US details $1trn toxic asset plan

The United States tried to persuade private investors today to take on huge sums in banks' toxic assets, while the IMF warned of a drastic rise in unemployment that might threaten democracy in some countries or even provoke war.

Wall Street jumped on the US government's offer of financing for investors aimed at unburdening banks of up to $1 trillion in soured mortgages and other distressed assets that are blocking lending and worsening the recession.

With banks likely to be beneficiaries of the plan, shares in Citigroup and Bank of America soared. Japanese and European shares also leapt and oil rose above $53.

China helped the mood, promising to keep buying US government debt and offering to help fund International Monetary Fund bailouts for stricken countries.

But Beijing also proposed a sweeping overhaul of the monetary system, saying an IMF accounting unit could replace the dollar over time as the world's main reserve currency.

US Treasury Secretary Timothy Geithner said creating public-private partnerships to buy toxic assets from banks would help avert a longer, deeper recession and make it easier for banks to raise private capital.

But he said the government could not bear sole responsibility to get credit markets working properly.

"For these programs to work, investors have to be prepared to take some risk," he told reporters.

Geithner is under fire for his handling of the economic crisis and big bonuses paid out by financial firms that have received billions of dollars in bailouts funded by US taxpayers.

Earlier, an Obama administration official said the Treasury plans to pitch in with $75 billion to $100 billion to launch public-private partnerships.

The money, taken from a $700 billion financial rescue fund approved by Congress in October, would be put alongside private capital and then leveraged up to $500 billion, or possibly double that amount.

Two of the largest US money managers, BlackRock and PIMCO, expressed interest in joining the toxic asset scheme.

"This is perhaps the first win/win/win policy to be put on the table and it should be welcomed enthusiastically," Bill Gross, PIMCO's co-chief investment officer, told Reuters.

Last month, financial markets fell after the Obama administration offered only a bare outline of the proposed public-private partnerships.

This time the reaction was more positive. Japan's Nikkei average rose 3.4 percent to its highest close in seven weeks. The pan-European FTSEurofirst 300 was up 2.5 percent, with financial sector stocks the major gainers.
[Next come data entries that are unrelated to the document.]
//! Output-directory hygiene: filename scrubbing and stale partial cleanup.

use std::io;
use std::path::Path;

/// Characters not allowed in output base filenames on any supported platform.
const FORBIDDEN: &[char] = &['\\', '/', ':', '*', '?', '"', '<', '>', '|'];

/// Replace runs of forbidden filename characters with a single underscore.
pub fn sanitize_filename(base: &str) -> String {
    let mut out = String::with_capacity(base.len());
    let mut in_run = false;
    for ch in base.chars() {
        if FORBIDDEN.contains(&ch) {
            if !in_run {
                out.push('_');
                in_run = true;
            }
        } else {
            out.push(ch);
            in_run = false;
        }
    }
    out
}

/// Delete `*.part` files in `dir` whose name carries `[<media_id>]`.
///
/// A partial left behind by an interrupted attempt can no longer match the
/// server's byte ranges once the remote stream rotates; resuming against it
/// yields range-not-satisfiable errors, so the retry path removes it first.
/// Returns the number of files removed.
pub fn purge_stale_partials(dir: &Path, media_id: &str) -> io::Result<usize> {
    if media_id.is_empty() {
        return Ok(0);
    }
    let tag = format!("[{media_id}]");
    let mut removed = 0;
    for entry in std::fs::read_dir(dir)? {
        let entry = entry?;
        let name = entry.file_name();
        let Some(name) = name.to_str() else { continue };
        if name.contains(&tag) && name.ends_with(".part") {
            if std::fs::remove_file(entry.path()).is_ok() {
                removed += 1;
            }
        }
    }
    Ok(removed)
}
mod config;
mod download;
mod expand;

pub use config::run_config;
pub use download::{run_download, DownloadArgs};
pub use expand::run_expand;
Leading US stock indices were up more than 3 percent in morning trade.

Shares in troubled bank Citigroup soared more than 18 percent while Bank of America was up 15 percent. Both are major holders of the kind of troubled assets covered by the plan.
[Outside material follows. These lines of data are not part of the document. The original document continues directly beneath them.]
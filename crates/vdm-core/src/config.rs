use anyhow::Result;
use serde::{Deserialize, Serialize};
use std::fs;
use std::path::PathBuf;

use crate::registry::QualityTier;

/// Global configuration loaded from `~/.config/vdm/config.toml`.
#[derive(Debug, Clone, Serialize, Deserialize)]
pub struct VdmConfig {
    /// Maximum number of concurrent download workers (clamped to 20 at runtime).
    pub max_workers: usize,
    /// Maximum automatic re-enqueues per item after its fallback chain is exhausted.
    pub max_retries: u32,
    /// Default quality tier for new items.
    #[serde(default)]
    pub quality: QualityTier,
    /// Output directory; None = resolved by the caller (CLI uses the working directory).
    #[serde(default)]
    pub output_dir: Option<PathBuf>,
    /// Write each item into its own subfolder together with a JPEG thumbnail.
    #[serde(default)]
    pub per_item_subfolder: bool,
    /// Always re-encode video to H.264/AAC instead of stream-copying.
    #[serde(default)]
    pub force_h264: bool,
    /// Netscape cookie file used for YouTube attempts, if present on disk.
    #[serde(default)]
    pub youtube_cookies: Option<PathBuf>,
    /// Netscape cookie file used for Instagram attempts, if present on disk.
    #[serde(default)]
    pub instagram_cookies: Option<PathBuf>,
}

impl Default for VdmConfig {
    fn default() -> Self {
        Self {
            max_workers: 5,
            max_retries: 3,
            quality: QualityTier::default(),
            output_dir: None,
            per_item_subfolder: false,
            force_h264: false,
            youtube_cookies: None,
            instagram_cookies: None,
        }
    }
}

pub fn config_path() -> Result<PathBuf> {
    let xdg_dirs = xdg::BaseDirectories::with_prefix("vdm")?;
    Ok(xdg_dirs.place_config_file("config.toml")?)
}

/// Load configuration from disk, creating a default file if none exists.
pub fn load_or_init() -> Result<VdmConfig> {
    let path = config_path()?;
    if !path.exists() {
        let default_cfg = VdmConfig::default();
        let toml = toml::to_string_pretty(&default_cfg)?;
        if let Some(parent) = path.parent() {
            fs::create_dir_all(parent)?;
        }
        fs::write(&path, toml)?;
        tracing::info!("created default config at {}", path.display());
        return Ok(default_cfg);
    }

    let data = fs::read_to_string(&path)?;
    let cfg: VdmConfig = toml::from_str(&data)?;
    Ok(cfg)
}

/// Render a config as pretty TOML (used by `vdm config`).
pub fn to_toml(cfg: &VdmConfig) -> Result<String> {
    Ok(toml::to_string_pretty(cfg)?)
}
US government bonds were mixed, while the dollar gained as investors weighed the potential impact on the debt securities often used as a safe haven in turbulent markets.

"I think there are still some lingering concerns about the details of the plan, specifically at what price the government will buy the assets. So we're seeing the dollar rise a little bit because of this," said Matthew Strauss, senior currency strategist at RBC Capital Markets in Toronto.

In the real economy, the outlook was worse than ever.

"Bluntly the situation is dire," IMF Managing Director Dominique Strauss-Kahn said.

As the crisis spreads to developing countries, millions of people will be pushed back into poverty, he told a meeting at the International Labour Organisation in Geneva.

"All this will affect dramatically unemployment and beyond unemployment for many countries it will be at the roots of social unrest, some threat to democracy, and maybe for some cases it can also end in war," he said.

The prerequisite for success was restoring a healthy financial sector, he said, adding that although bank bailouts were politically unpopular, businesses and households could not survive without a working banking system.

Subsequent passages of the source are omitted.